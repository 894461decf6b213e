//! Background schedulers
//!
//! Three periodic loops run beside the worker pools: the delayed-job mover
//! promotes due retries back onto the priority lists, the stalled reclaimer
//! rescues jobs whose workers died and sweeps lapsed quarantine decisions,
//! and the polling tick enqueues the five-minute discovery sweep.

use chrono::Utc;
use std::sync::Arc;
use tokio_util::sync::CancellationToken;

use shared::jobs::{JobPayload, PollingJob, POLLING_QUEUE};
use shared::queue::{JobEnvelope, JobQueue, Priority};
use shared::stores::{DecisionStore, QueueJobStore};
use shared::{ARTIFACT_PROCESS_QUEUE, WEBHOOK_EVENTS_QUEUE};

use crate::context::WorkerContext;

/// Delayed-set promotion cadence
const MOVER_INTERVAL_SECS: u64 = 5;

/// Stalled-job scan cadence
const RECLAIM_INTERVAL_SECS: u64 = 60;

/// A job is stalled once its heartbeat is this old
const STALLED_AFTER_SECS: i64 = 120;

/// Polling sweep cadence
const POLLING_INTERVAL_SECS: u64 = 300;

const ALL_QUEUES: [&str; 3] = [WEBHOOK_EVENTS_QUEUE, ARTIFACT_PROCESS_QUEUE, POLLING_QUEUE];

/// Promote due delayed jobs onto their priority lists
pub async fn run_delayed_mover(ctx: Arc<WorkerContext>, shutdown: CancellationToken) {
    let mut ticker = tokio::time::interval(std::time::Duration::from_secs(MOVER_INTERVAL_SECS));
    loop {
        tokio::select! {
            _ = shutdown.cancelled() => break,
            _ = ticker.tick() => {}
        }

        for queue in ALL_QUEUES {
            match ctx.queue.promote_due(queue).await {
                Ok(promoted) if promoted > 0 => {
                    tracing::debug!(queue = queue, promoted = promoted, "Delayed jobs promoted");
                }
                Ok(_) => {}
                Err(e) => tracing::warn!(queue = queue, error = %e, "Delayed promotion failed"),
            }
        }
    }
}

/// Re-deliver jobs whose workers died mid-flight and expire quarantine
/// decisions whose `until` has lapsed
pub async fn run_stalled_reclaimer(ctx: Arc<WorkerContext>, shutdown: CancellationToken) {
    let mut ticker = tokio::time::interval(std::time::Duration::from_secs(RECLAIM_INTERVAL_SECS));
    loop {
        tokio::select! {
            _ = shutdown.cancelled() => break,
            _ = ticker.tick() => {}
        }

        for queue in ALL_QUEUES {
            let stalled = match QueueJobStore::reclaim_stalled(
                &ctx.pool,
                queue,
                chrono::Duration::seconds(STALLED_AFTER_SECS),
            )
            .await
            {
                Ok(stalled) => stalled,
                Err(e) => {
                    tracing::warn!(queue = queue, error = %e, "Stalled scan failed");
                    continue;
                }
            };

            for record in stalled {
                tracing::warn!(
                    job_id = %record.id,
                    queue = queue,
                    attempts_made = record.attempts_made,
                    "Reclaiming stalled job"
                );
                let envelope = JobEnvelope {
                    id: record.id.clone(),
                    queue: queue.to_string(),
                    payload: record.payload,
                    priority: record.priority.parse().unwrap_or(Priority::Normal),
                    delay_secs: 0,
                    max_attempts: record.max_attempts as u32,
                    attempts_made: record.attempts_made as u32,
                    backoff_base_secs: 5,
                    enqueued_at: record.created_at,
                };
                if let Err(e) = ctx
                    .queue
                    .requeue(&envelope, std::time::Duration::ZERO)
                    .await
                {
                    tracing::error!(job_id = %envelope.id, error = %e, "Failed to requeue stalled job");
                }
            }
        }

        match DecisionStore::expire_lapsed(&ctx.pool).await {
            Ok(expired) if expired > 0 => {
                tracing::info!(expired = expired, "Lapsed quarantine decisions expired");
            }
            Ok(_) => {}
            Err(e) => tracing::warn!(error = %e, "Quarantine expiry sweep failed"),
        }

        update_depth_gauges(&ctx).await;
    }
}

/// Enqueue the discovery sweep every five minutes.
/// The job id buckets on the tick so a restarted scheduler cannot stack
/// duplicate sweeps inside one interval.
pub async fn run_polling_tick(ctx: Arc<WorkerContext>, shutdown: CancellationToken) {
    let mut ticker = tokio::time::interval(std::time::Duration::from_secs(POLLING_INTERVAL_SECS));
    loop {
        tokio::select! {
            _ = shutdown.cancelled() => break,
            _ = ticker.tick() => {}
        }

        let now = Utc::now();
        let bucket = now.timestamp() / POLLING_INTERVAL_SECS as i64;
        let payload = JobPayload::Polling(PollingJob { scheduled_at: now });
        let envelope = JobEnvelope::new(
            format!("polling:{}", bucket),
            POLLING_QUEUE,
            match serde_json::to_value(payload) {
                Ok(value) => value,
                Err(e) => {
                    tracing::error!(error = %e, "Failed to serialize polling job");
                    continue;
                }
            },
        )
        .with_priority(Priority::Low);

        match ctx.queue.enqueue(&envelope).await {
            Ok(true) => tracing::debug!(job_id = %envelope.id, "Polling sweep enqueued"),
            Ok(false) => {}
            Err(e) => tracing::warn!(error = %e, "Failed to enqueue polling sweep"),
        }
    }
}

async fn update_depth_gauges(ctx: &Arc<WorkerContext>) {
    for queue in ALL_QUEUES {
        match QueueJobStore::count_by_status(&ctx.pool, queue).await {
            Ok(counts) => {
                for (status, count) in counts {
                    metrics::gauge!(
                        "queue_depth",
                        "queue" => queue.to_string(),
                        "status" => status
                    )
                    .set(count as f64);
                }
            }
            Err(e) => tracing::debug!(queue = queue, error = %e, "Depth gauge update failed"),
        }
    }
}

#[cfg(test)]
mod tests {
    use super::*;

    #[test]
    fn test_priority_string_roundtrip() {
        for priority in Priority::drain_order() {
            let parsed: Priority = priority.as_str().parse().unwrap();
            assert_eq!(parsed, priority);
        }
        assert!("urgent".parse::<Priority>().is_err());
    }

    #[test]
    fn test_polling_bucket_is_stable_within_interval() {
        let t1 = 1_700_000_000i64;
        let t2 = t1 + 100; // same 300 s bucket
        assert_eq!(
            t1 / POLLING_INTERVAL_SECS as i64,
            t2 / POLLING_INTERVAL_SECS as i64
        );
    }
}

○ ○ ○

(WHAT TO WORK ON): The answer is the full set of records, printed exactly as given.

(TASK RESULT):
repository 894461decf6b213e
//! Background schedulers
//!
//! Three periodic loops run beside the worker pools: the delayed-job mover
//! promotes due retries back onto the priority lists, the stalled reclaimer
//! rescues jobs whose workers died and sweeps lapsed quarantine decisions,
//! and the polling tick enqueues the five-minute discovery sweep.

use chrono::Utc;
use std::sync::Arc;
use tokio_util::sync::CancellationToken;

use shared::jobs::{JobPayload, PollingJob, POLLING_QUEUE};
use shared::queue::{JobEnvelope, JobQueue, Priority};
use shared::stores::{DecisionStore, QueueJobStore};
use shared::{ARTIFACT_PROCESS_QUEUE, WEBHOOK_EVENTS_QUEUE};

use crate::context::WorkerContext;

/// Delayed-set promotion cadence
const MOVER_INTERVAL_SECS: u64 = 5;

/// Stalled-job scan cadence
const RECLAIM_INTERVAL_SECS: u64 = 60;

/// A job is stalled once its heartbeat is this old
const STALLED_AFTER_SECS: i64 = 120;

/// Polling sweep cadence
const POLLING_INTERVAL_SECS: u64 = 300;

const ALL_QUEUES: [&str; 3] = [WEBHOOK_EVENTS_QUEUE, ARTIFACT_PROCESS_QUEUE, POLLING_QUEUE];

/// Promote due delayed jobs onto their priority lists
pub async fn run_delayed_mover(ctx: Arc<WorkerContext>, shutdown: CancellationToken) {
    let mut ticker = tokio::time::interval(std::time::Duration::from_secs(MOVER_INTERVAL_SECS));
    loop {
        tokio::select! {
            _ = shutdown.cancelled() => break,
            _ = ticker.tick() => {}
        }

        for queue in ALL_QUEUES {
            match ctx.queue.promote_due(queue).await {
                Ok(promoted) if promoted > 0 => {
                    tracing::debug!(queue = queue, promoted = promoted, "Delayed jobs promoted");
                }
                Ok(_) => {}
                Err(e) => tracing::warn!(queue = queue, error = %e, "Delayed promotion failed"),
            }
        }
    }
}

/// Re-deliver jobs whose workers died mid-flight and expire quarantine
/// decisions whose `until` has lapsed
pub async fn run_stalled_reclaimer(ctx: Arc<WorkerContext>, shutdown: CancellationToken) {
    let mut ticker = tokio::time::interval(std::time::Duration::from_secs(RECLAIM_INTERVAL_SECS));
    loop {
        tokio::select! {
            _ = shutdown.cancelled() => break,
            _ = ticker.tick() => {}
        }

        for queue in ALL_QUEUES {
            let stalled = match QueueJobStore::reclaim_stalled(
                &ctx.pool,
                queue,
                chrono::Duration::seconds(STALLED_AFTER_SECS),
            )
            .await
            {
                Ok(stalled) => stalled,
                Err(e) => {
                    tracing::warn!(queue = queue, error = %e, "Stalled scan failed");
                    continue;
                }
            };

            for record in stalled {
                tracing::warn!(
                    job_id = %record.id,
                    queue = queue,
                    attempts_made = record.attempts_made,
                    "Reclaiming stalled job"
                );
                let envelope = JobEnvelope {
                    id: record.id.clone(),
                    queue: queue.to_string(),
                    payload: record.payload,
                    priority: record.priority.parse().unwrap_or(Priority::Normal),
                    delay_secs: 0,
                    max_attempts: record.max_attempts as u32,
                    attempts_made: record.attempts_made as u32,
                    backoff_base_secs: 5,
                    enqueued_at: record.created_at,
                };
                if let Err(e) = ctx
                    .queue
                    .requeue(&envelope, std::time::Duration::ZERO)
                    .await
                {
                    tracing::error!(job_id = %envelope.id, error = %e, "Failed to requeue stalled job");
                }
            }
        }

        match DecisionStore::expire_lapsed(&ctx.pool).await {
            Ok(expired) if expired > 0 => {
                tracing::info!(expired = expired, "Lapsed quarantine decisions expired");
            }
            Ok(_) => {}
            Err(e) => tracing::warn!(error = %e, "Quarantine expiry sweep failed"),
        }

        update_depth_gauges(&ctx).await;
    }
}

/// Enqueue the discovery sweep every five minutes.
/// The job id buckets on the tick so a restarted scheduler cannot stack
/// duplicate sweeps inside one interval.
pub async fn run_polling_tick(ctx: Arc<WorkerContext>, shutdown: CancellationToken) {
    let mut ticker = tokio::time::interval(std::time::Duration::from_secs(POLLING_INTERVAL_SECS));
    loop {
        tokio::select! {
            _ = shutdown.cancelled() => break,
            _ = ticker.tick() => {}
        }

        let now = Utc::now();
        let bucket = now.timestamp() / POLLING_INTERVAL_SECS as i64;
        let payload = JobPayload::Polling(PollingJob { scheduled_at: now });
        let envelope = JobEnvelope::new(
            format!("polling:{}", bucket),
            POLLING_QUEUE,
            match serde_json::to_value(payload) {
                Ok(value) => value,
                Err(e) => {
                    tracing::error!(error = %e, "Failed to serialize polling job");
                    continue;
                }
            },
        )
        .with_priority(Priority::Low);

        match ctx.queue.enqueue(&envelope).await {
            Ok(true) => tracing::debug!(job_id = %envelope.id, "Polling sweep enqueued"),
            Ok(false) => {}
            Err(e) => tracing::warn!(error = %e, "Failed to enqueue polling sweep"),
        }
    }
}

async fn update_depth_gauges(ctx: &Arc<WorkerContext>) {
    for queue in ALL_QUEUES {
        match QueueJobStore::count_by_status(&ctx.pool, queue).await {
            Ok(counts) => {
                for (status, count) in counts {
                    metrics::gauge!(
                        "queue_depth",
                        "queue" => queue.to_string(),
                        "status" => status
                    )
                    .set(count as f64);
                }
            }
            Err(e) => tracing::debug!(queue = queue, error = %e, "Depth gauge update failed"),
        }
    }
}

#[cfg(test)]
mod tests {
    use super::*;

    #[test]
    fn test_priority_string_roundtrip() {
        for priority in Priority::drain_order() {
            let parsed: Priority = priority.as_str().parse().unwrap();
            assert_eq!(parsed, priority);
        }
        assert!("urgent".parse::<Priority>().is_err());
    }

    #[test]
    fn test_polling_bucket_is_stable_within_interval() {
        let t1 = 1_700_000_000i64;
        let t2 = t1 + 100; // same 300 s bucket
        assert_eq!(
            t1 / POLLING_INTERVAL_SECS as i64,
            t2 / POLLING_INTERVAL_SECS as i64
        );
    }
}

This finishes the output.